Reputation: 11562
Would it be possible to use Git as a hierarchical text database?
Obviously you would have to write a front end that would act as a middle man, translating user commands into git commands.
A record would correspond to a "file". In the "file", the text would have to have some kind of conventional format like:
[name]: John Doe
[address]: 13 Maple Street
[city]: Plainview
To do queries, you would have to write a grep front end to use git's search capability.
The database itself would be the repository.
The directory structure would be the hierarchical structure of the database.
The tricky part I see would be that you want the records to be in memory, not usually files on the drive (although that would be possible). So you would have to configure git to be working with files in a virtual file system that was actually in the memory of the db middleware.

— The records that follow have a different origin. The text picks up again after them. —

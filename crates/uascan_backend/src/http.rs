//! HTTP Backend Gateway
//!
//! Talks to the server-manager REST API with form-encoded bodies and a
//! bearer credential. Uses raw HTTP requests (no generated client).

use async_trait::async_trait;
use reqwest::{Method, Response};
use serde::Deserialize;
use std::time::Duration;
use url::Url;

use uascan_protocol::{CheckTimestamp, NodeUpsert, Server, ServerId};

use crate::error::{BackendError, Result};
use crate::retry::{decode_error, RetryPolicy};
use crate::Backend;

const PING_PATH: &str = "api/status/ping";
const SERVER_INDEX_PATH: &str = "api/server_manager/server/index";
const SERVER_UPDATE_PATH: &str = "api/server_manager/server/update";
const NODE_EXISTS_PATH: &str = "api/server_manager/node/exists";
const NODE_CREATE_PATH: &str = "api/server_manager/node/create";
const NODE_UPDATE_PATH: &str = "api/server_manager/node/update";
const NODE_DELETE_UNCHECKED_PATH: &str = "api/server_manager/node/delete-unchecked";

const DEFAULT_REQUEST_TIMEOUT_SECS: u64 = 30;

/// Existing node record as returned by the `node/exists` lookup.
#[derive(Debug, Deserialize)]
struct ExistingNode {
    id: i64,
}

/// Backend gateway over HTTP
pub struct HttpBackend {
    base_url: Url,
    access_token: String,
    http_client: reqwest::Client,
    retry: RetryPolicy,
}

impl HttpBackend {
    /// Create a gateway for `api_url` (e.g. `http://api/`) with a bearer token.
    pub fn new(api_url: &str, access_token: impl Into<String>) -> Result<Self> {
        let http_client = reqwest::Client::builder()
            .timeout(Duration::from_secs(DEFAULT_REQUEST_TIMEOUT_SECS))
            .build()?;
        Ok(Self {
            base_url: normalize_base_url(api_url)?,
            access_token: access_token.into(),
            http_client,
            retry: RetryPolicy::default(),
        })
    }

    /// Set the retry policy for gateway calls
    pub fn with_retry(mut self, retry: RetryPolicy) -> Self {
        self.retry = retry;
        self
    }

    pub fn base_url(&self) -> &Url {
        &self.base_url
    }

    fn endpoint(&self, path: &str) -> Result<Url> {
        self.base_url
            .join(path)
            .map_err(|e| BackendError::Config(format!("invalid endpoint {}: {}", path, e)))
    }

    /// Send one authenticated form request and fail on non-success status.
    async fn send_form(
        &self,
        operation: &'static str,
        method: Method,
        path: &str,
        query: &[(&str, String)],
        form: &[(&str, String)],
    ) -> Result<Response> {
        let url = self.endpoint(path)?;
        let mut request = self
            .http_client
            .request(method, url)
            .bearer_auth(&self.access_token);
        if !query.is_empty() {
            request = request.query(query);
        }
        if !form.is_empty() {
            request = request.form(form);
        }

        let response = request.send().await?;
        let status = response.status();
        if !status.is_success() {
            let body = response.text().await.unwrap_or_default();
            return Err(BackendError::Status {
                operation,
                status: status.as_u16(),
                body,
            });
        }
        Ok(response)
    }

    async fn find_node(&self, node: &NodeUpsert) -> Result<Option<ExistingNode>> {
        let form = [
            ("server_id", node.server_id.to_string()),
            ("identifier", node.identifier.clone()),
        ];
        let response = self
            .send_form("node_exists", Method::POST, NODE_EXISTS_PATH, &[], &form)
            .await?;
        let text = response.text().await?;
        let trimmed = text.trim();
        if trimmed.is_empty() {
            return Ok(None);
        }
        serde_json::from_str(trimmed).map_err(|e| decode_error("node_exists", e))
    }

    async fn upsert_once(&self, node: &NodeUpsert) -> Result<()> {
        let form = node_form(node);
        match self.find_node(node).await? {
            None => {
                tracing::debug!(
                    server_id = %node.server_id,
                    identifier = %node.identifier,
                    "Creating node"
                );
                self.send_form("node_create", Method::POST, NODE_CREATE_PATH, &[], &form)
                    .await?;
            }
            Some(existing) => {
                tracing::debug!(
                    server_id = %node.server_id,
                    identifier = %node.identifier,
                    record_id = existing.id,
                    "Updating node"
                );
                let query = [("id", existing.id.to_string())];
                self.send_form("node_update", Method::PATCH, NODE_UPDATE_PATH, &query, &form)
                    .await?;
            }
        }
        Ok(())
    }

    async fn list_servers_once(&self) -> Result<Vec<Server>> {
        let query = [("filter[scan_required]", "1".to_string())];
        let response = self
            .send_form("list_servers", Method::GET, SERVER_INDEX_PATH, &query, &[])
            .await?;
        let text = response.text().await?;
        parse_server_list(&text)
    }

    async fn post_once(
        &self,
        operation: &'static str,
        path: &str,
        form: &[(&str, String)],
    ) -> Result<()> {
        self.send_form(operation, Method::POST, path, &[], form).await?;
        Ok(())
    }

    async fn update_server_once(&self, server_id: ServerId, form: &[(&str, String)]) -> Result<()> {
        let query = [("id", server_id.to_string())];
        self.send_form("server_update", Method::PATCH, SERVER_UPDATE_PATH, &query, form)
            .await?;
        Ok(())
    }
}

#[async_trait]
impl Backend for HttpBackend {
    async fn available(&self) -> bool {
        let url = match self.endpoint(PING_PATH) {
            Ok(url) => url,
            Err(_) => return false,
        };
        match self.http_client.get(url).send().await {
            Ok(response) => response.status() == reqwest::StatusCode::OK,
            Err(e) => {
                tracing::debug!(error = %e, "Backend ping failed");
                false
            }
        }
    }

    async fn servers_due_for_scan(&self) -> Result<Vec<Server>> {
        self.retry
            .run("list_servers", || self.list_servers_once())
            .await
    }

    async fn upsert_node(&self, node: &NodeUpsert) -> Result<()> {
        self.retry.run("upsert_node", || self.upsert_once(node)).await
    }

    async fn reset_server(&self, server_id: ServerId, checked_at: CheckTimestamp) -> Result<()> {
        let form = [
            ("checked_at", checked_at.to_string()),
            ("scan_required", "0".to_string()),
        ];
        self.retry
            .run("reset_server", || self.update_server_once(server_id, &form))
            .await
    }

    async fn delete_outdated_nodes(
        &self,
        server_id: ServerId,
        checked_at: CheckTimestamp,
    ) -> Result<()> {
        let form = [
            ("server_id", server_id.to_string()),
            ("checked_at", checked_at.to_string()),
        ];
        self.retry
            .run("delete_outdated_nodes", || {
                self.post_once("delete_outdated_nodes", NODE_DELETE_UNCHECKED_PATH, &form)
            })
            .await
    }

    async fn set_server_error(
        &self,
        server_id: ServerId,
        error: &str,
        checked_at: CheckTimestamp,
    ) -> Result<()> {
        let form = [
            ("has_connection_error", "1".to_string()),
            ("connection_error", error.to_string()),
            ("checked_at", checked_at.to_string()),
        ];
        self.retry
            .run("set_server_error", || self.update_server_once(server_id, &form))
            .await
    }
}

fn normalize_base_url(api_url: &str) -> Result<Url> {
    let mut url = Url::parse(api_url)
        .map_err(|e| BackendError::Config(format!("invalid API URL {}: {}", api_url, e)))?;
    if !url.path().ends_with('/') {
        let path = format!("{}/", url.path());
        url.set_path(&path);
    }
    Ok(url)
}

fn flag(value: bool) -> String {
    let digit = if value { "1" } else { "0" };
    digit.to_string()
}

fn node_form(node: &NodeUpsert) -> Vec<(&'static str, String)> {
    let mut form = vec![
        ("server_id", node.server_id.to_string()),
        ("identifier", node.identifier.clone()),
        ("display_name", node.display_name.clone()),
        ("checked_at", node.checked_at.to_string()),
        ("path", node.path.clone()),
        ("readable", flag(node.readable)),
        ("writable", flag(node.writable)),
        ("data_type", node.data_type.clone()),
        ("virtual", flag(node.is_virtual)),
    ];
    if let Some(parent) = &node.parent_identifier {
        form.push(("parent_identifier", parent.clone()));
    }
    form
}

/// The index endpoint answers with a bare array or `{"data": [...]}`,
/// depending on the pagination mode.
fn parse_server_list(text: &str) -> Result<Vec<Server>> {
    #[derive(Deserialize)]
    #[serde(untagged)]
    enum ServerIndex {
        List(Vec<Server>),
        Paged { data: Vec<Server> },
    }

    match serde_json::from_str::<ServerIndex>(text) {
        Ok(ServerIndex::List(servers)) | Ok(ServerIndex::Paged { data: servers }) => Ok(servers),
        Err(e) => Err(decode_error("list_servers", e)),
    }
}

Kind of a crazy idea, but would it work?
Potential Advantages:
Upvotes: 3
Views: 1631
Reputation: 165546
Yes, but it would be very slow and it wouldn't involve git. The functionality of git grep
and git clone
are available without git
.
Filesystems can be used as certain types of databases. In fact, git
itself uses the filesystem as a simple, reliable, fast, robust key/value store. Object 4fbb4749a2289a3cd949ebe08255266befd18f23
is in .git/objects/4f/bb4749a2289a3cd949ebe08255266befd18f23
. Where the master
branch is pointing at is located in .git/refs/heads/master
.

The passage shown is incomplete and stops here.